On April 1, 1979, thousands gathered for a march memorializing the deaths of, at that time, six women who were murdered in a 2-mile radius of each other. The protest was organized by Barbara Smith's Combahee River Collective group. During the march, Sarah Small, aunt of slain woman, Daryal Ann Hargett, asked the audience a question: “Who's killing us?” The simple, yet powerful, question struck the audience for no one knew why Black women were being killed randomly, why their deaths were not garnering national attention like their white counterparts, and who were the murderers. During the march, many Black men caused a stir when they failed to realize that there was a gender component to the murders and did not address the violence against Black women. In 2012, TV One hosted television show, “Find Our Missing,” dedicated to creating exposure for missing Black women and girls in the United States whose cases have not gained as much national media coverage as their white counterparts. In an episode featured in the series, Hargett's death was covered.

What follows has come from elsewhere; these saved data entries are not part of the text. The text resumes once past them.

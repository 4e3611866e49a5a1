//! Delivery engine - routes one outbound message through an account's session
//!
//! A recipient may have several valid encodings (see [`crate::numbering`]).
//! Candidates are tried in order and only a "recipient not found" failure
//! moves on to the next one.

use crate::classify::{classify_send_failure, SendFailure};
use crate::client::OutboundContent;
use crate::config::LifecyclePolicy;
use crate::error::{Error, Result};
use crate::numbering::NumberingPlan;
use crate::registry::SessionRegistry;
use crate::session::AccountId;
use std::time::Duration;
use tracing::{debug, info, warn};

/// Message id reported when the service accepted the body but the client
/// failed before returning an id
pub const UNKNOWN_MESSAGE_ID: &str = "UNKNOWN_ID";

/// Outcome of a successful send
#[derive(Debug, Clone, PartialEq)]
pub struct DeliveryReceipt {
    pub message_id: String,
    /// Address that accepted the message
    pub recipient: String,
    /// Candidates tried, including the successful one
    pub attempts: usize,
    /// Set when success was inferred from a benign client failure
    pub warning: Option<String>,
}

#[derive(Clone)]
pub struct DeliveryEngine {
    registry: SessionRegistry,
    plan: NumberingPlan,
    send_timeout: Duration,
}

impl DeliveryEngine {
    pub fn new(registry: SessionRegistry, plan: NumberingPlan, policy: &LifecyclePolicy) -> Self {
        Self {
            registry,
            plan,
            send_timeout: policy.send_timeout,
        }
    }

    pub fn plan(&self) -> &NumberingPlan {
        &self.plan
    }

    /// Send `body` of `kind` to `recipient` through the account's session
    pub async fn send(
        &self,
        account_id: AccountId,
        recipient: &str,
        kind: &str,
        body: &str,
        media_url: Option<&str>,
    ) -> Result<DeliveryReceipt> {
        let session = self.registry.get(account_id)?;
        let _guard = self.registry.lock_account(account_id).await;

        // Closed or replaced while waiting for the lock
        if !self.registry.is_current(&session) || !session.is_ready() {
            return Err(Error::SessionNotConnected(account_id));
        }

        let content = OutboundContent::build(kind, body, media_url)?;
        let candidates = self.plan.addresses(recipient);
        debug!(account_id, kind = %content.kind(), candidates = candidates.len(), "Sending message");

        let mut last_not_found = None;
        for (index, address) in candidates.iter().enumerate() {
            let attempt = tokio::time::timeout(self.send_timeout, session.send(address, &content)).await;

            let err = match attempt {
                Ok(Ok(message)) => {
                    info!(account_id, recipient = %address, message_id = %message.id, "Message sent");
                    return Ok(DeliveryReceipt {
                        message_id: message.id,
                        recipient: address.clone(),
                        attempts: index + 1,
                        warning: None,
                    });
                }
                Ok(Err(Error::Client(err))) => err,
                Ok(Err(other)) => return Err(other),
                Err(_) => {
                    return Err(Error::Timeout {
                        operation: "send",
                        after: self.send_timeout,
                    })
                }
            };

            match classify_send_failure(&err) {
                SendFailure::BenignConfirmation => {
                    warn!(
                        account_id,
                        recipient = %address,
                        error = %err,
                        "Ignoring post-send confirmation error, reporting success"
                    );
                    return Ok(DeliveryReceipt {
                        message_id: UNKNOWN_MESSAGE_ID.to_string(),
                        recipient: address.clone(),
                        attempts: index + 1,
                        warning: Some("markedUnread".to_string()),
                    });
                }
                SendFailure::RecipientNotFound => {
                    debug!(account_id, recipient = %address, error = %err, "Candidate not found, trying next");
                    last_not_found = Some(err.message);
                }
                SendFailure::Transient => return Err(Error::TransientNetwork(err.message)),
                SendFailure::Other => return Err(Error::Client(err)),
            }
        }

        Err(Error::InvalidRecipient {
            recipient: recipient.to_string(),
            reason: last_not_found.unwrap_or_else(|| "no candidate addresses".to_string()),
        })
    }
}
//! Queue payloads, inbound and outbound, and the sink that publishes them

use crate::config::QueueNames;
use crate::health::{HealthRecord, WorkerStatus};
use crate::queue::Publisher;
use crate::session::AccountId;
use chrono::Utc;
use serde::{Deserialize, Deserializer, Serialize};
use std::sync::Arc;
use tracing::warn;

/// Milliseconds since the Unix epoch
pub fn now_millis() -> i64 {
    Utc::now().timestamp_millis()
}

/// Account ids arrive as numbers or numeric strings
fn flexible_account_id<'de, D>(deserializer: D) -> Result<AccountId, D::Error>
where
    D: Deserializer<'de>,
{
    #[derive(Deserialize)]
    #[serde(untagged)]
    enum Raw {
        Num(AccountId),
        Str(String),
    }

    match Raw::deserialize(deserializer)? {
        Raw::Num(n) => Ok(n),
        Raw::Str(s) => s
            .trim()
            .parse()
            .map_err(|_| serde::de::Error::custom(format!("invalid account id {:?}", s))),
    }
}

fn flexible_account_id_opt<'de, D>(deserializer: D) -> Result<Option<AccountId>, D::Error>
where
    D: Deserializer<'de>,
{
    #[derive(Deserialize)]
    struct Wrapper(#[serde(deserialize_with = "flexible_account_id")] AccountId);

    Ok(Option::<Wrapper>::deserialize(deserializer)?.map(|Wrapper(id)| id))
}

fn default_kind() -> String {
    "text".to_string()
}

// ============================================================================
// Inbound
// ============================================================================

/// message-send payload
#[derive(Debug, Clone, Deserialize)]
#[serde(rename_all = "camelCase")]
pub struct SendRequest {
    pub message_id: serde_json::Value,
    pub recipient_number: String,
    #[serde(default)]
    pub content: String,
    #[serde(rename = "type", default = "default_kind")]
    pub kind: String,
    #[serde(
        alias = "whatsappNumberId",
        alias = "numberId",
        deserialize_with = "flexible_account_id"
    )]
    pub account_id: AccountId,
    #[serde(default)]
    pub media_url: Option<String>,
}

/// number-health inbound payload
#[derive(Debug, Clone, Deserialize)]
#[serde(rename_all = "camelCase")]
pub struct HealthCheckRequest {
    pub action: String,
    #[serde(alias = "numberId", default, deserialize_with = "flexible_account_id_opt")]
    pub account_id: Option<AccountId>,
}

#[derive(Debug, Clone, Default, Deserialize)]
#[serde(rename_all = "camelCase")]
pub struct SessionUpdateData {
    #[serde(alias = "numberId", default, deserialize_with = "flexible_account_id_opt")]
    pub account_id: Option<AccountId>,
    #[serde(default)]
    pub phone_number: Option<String>,
    #[serde(default)]
    pub worker_id: Option<String>,
}

/// session-update payload
#[derive(Debug, Clone, Deserialize)]
pub struct SessionUpdate {
    pub action: String,
    #[serde(default)]
    pub data: SessionUpdateData,
}

// ============================================================================
// Outbound
// ============================================================================

#[derive(Debug, Clone, Copy, PartialEq, Eq, Serialize)]
#[serde(rename_all = "UPPERCASE")]
pub enum DeliveryStatus {
    Sent,
    Failed,
}

/// message-receive payload describing a send outcome
#[derive(Debug, Clone, Serialize)]
#[serde(rename_all = "camelCase")]
pub struct MessageStatusEvent {
    pub message_id: serde_json::Value,
    pub status: DeliveryStatus,
    #[serde(skip_serializing_if = "Option::is_none")]
    pub whatsapp_message_id: Option<String>,
    #[serde(skip_serializing_if = "Option::is_none")]
    pub warning: Option<String>,
    #[serde(skip_serializing_if = "Option::is_none")]
    pub error_message: Option<String>,
    #[serde(skip_serializing_if = "Option::is_none")]
    pub error_code: Option<String>,
    #[serde(skip_serializing_if = "Option::is_none")]
    pub temporary: Option<bool>,
    pub timestamp: i64,
}

/// message-receive payload for a message that arrived on a session
#[derive(Debug, Clone, Serialize)]
#[serde(rename_all = "camelCase")]
pub struct InboundMessageEvent {
    pub session_id: String,
    pub account_id: AccountId,
    #[serde(skip_serializing_if = "Option::is_none")]
    pub message_id: Option<String>,
    pub from: String,
    pub body: String,
    pub timestamp: i64,
    pub has_media: bool,
    #[serde(rename = "type")]
    pub kind: String,
}

#[derive(Debug, Clone, Copy, PartialEq, Eq, Serialize)]
#[serde(rename_all = "snake_case")]
pub enum WorkerAction {
    QrGenerated,
    QrRegenerating,
    Connected,
    Disconnected,
    Error,
    SessionConflict,
}

/// worker-events payload for lifecycle transitions
#[derive(Debug, Clone, Serialize)]
#[serde(rename_all = "camelCase")]
pub struct WorkerEvent {
    pub action: WorkerAction,
    pub account_id: AccountId,
    pub session_id: String,
    #[serde(skip_serializing_if = "Option::is_none")]
    pub qr_code: Option<String>,
    #[serde(skip_serializing_if = "Option::is_none")]
    pub attempt: Option<u32>,
    #[serde(skip_serializing_if = "Option::is_none")]
    pub reason: Option<String>,
    #[serde(skip_serializing_if = "Option::is_none")]
    pub error: Option<String>,
    #[serde(skip_serializing_if = "Option::is_none")]
    pub message: Option<String>,
    pub timestamp: i64,
}

impl WorkerEvent {
    pub fn new(action: WorkerAction, account_id: AccountId, session_id: &str) -> Self {
        Self {
            action,
            account_id,
            session_id: session_id.to_string(),
            qr_code: None,
            attempt: None,
            reason: None,
            error: None,
            message: None,
            timestamp: now_millis(),
        }
    }

    pub fn qr_code(mut self, qr: impl Into<String>) -> Self {
        self.qr_code = Some(qr.into());
        self
    }

    pub fn attempt(mut self, attempt: u32) -> Self {
        self.attempt = Some(attempt);
        self
    }

    pub fn reason(mut self, reason: impl Into<String>) -> Self {
        self.reason = Some(reason.into());
        self
    }

    pub fn error(mut self, error: impl Into<String>) -> Self {
        self.error = Some(error.into());
        self
    }

    pub fn message(mut self, message: impl Into<String>) -> Self {
        self.message = Some(message.into());
        self
    }
}

// ============================================================================
// Sink
// ============================================================================

/// Publishes outbound payloads to their channels
///
/// Publishing is best-effort: failures are logged and swallowed so that a
/// broker hiccup never aborts a lifecycle transition half-way.
#[derive(Clone)]
pub struct EventSink {
    publisher: Arc<dyn Publisher>,
    queues: QueueNames,
    worker_id: String,
}

impl EventSink {
    pub fn new(publisher: Arc<dyn Publisher>, queues: QueueNames, worker_id: &str) -> Self {
        Self {
            publisher,
            queues,
            worker_id: worker_id.to_string(),
        }
    }

    pub fn worker_id(&self) -> &str {
        &self.worker_id
    }

    pub fn queues(&self) -> &QueueNames {
        &self.queues
    }

    async fn publish<T: Serialize>(&self, channel: &str, payload: &T) -> bool {
        let value = match serde_json::to_value(payload) {
            Ok(v) => v,
            Err(e) => {
                warn!(channel, error = %e, "Failed to serialize payload");
                return false;
            }
        };
        match self.publisher.publish(channel, &value).await {
            Ok(()) => true,
            Err(e) => {
                warn!(channel, error = %e, "Failed to publish payload");
                false
            }
        }
    }

    pub async fn message_status(&self, event: &MessageStatusEvent) -> bool {
        self.publish(&self.queues.message_receive, event).await
    }

    pub async fn inbound_message(&self, event: &InboundMessageEvent) -> bool {
        self.publish(&self.queues.message_receive, event).await
    }

    pub async fn health(&self, record: &HealthRecord) -> bool {
        self.publish(&self.queues.number_health, record).await
    }

    pub async fn worker_event(&self, event: &WorkerEvent) -> bool {
        self.publish(&self.queues.worker_events, event).await
    }

    pub async fn worker_status(&self, status: &WorkerStatus) -> bool {
        let payload = serde_json::json!({
            "action": "worker_status",
            "data": status,
        });
        self.publish(&self.queues.session_update, &payload).await
    }
}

=== The Coalition for Women's Safety ===
The Coalition for Women's Safety, an organization of Bostonian women who worked to combat violence against women in response to the murders, established two courses of action. The first was to educate their community about the matter of violence against women, and the other was to examine licensing and regulations of taxi drivers, in response to a high number of assaults in taxicabs. Members of the Coalition also coordinated support groups for community members affected by the murders, workshops on firearm safety and self-defense for women, establishing a trust fund for families of the murdered women, educating workers in health services on assisting the needs of Latina victims of assault, and groups who traveled within the community to talk about issues of security.

=== Media coverage ===
Local newspapers reported on these murders as they happened, and even kept a count, but despite activist work on the ground, most of these murders failed to make national news. One exception being Faye Polner, a white victim. Her death was widely publicized, but not necessarily tied to the other murders, an example of “Missing White Woman Syndrome” in the surrounding media.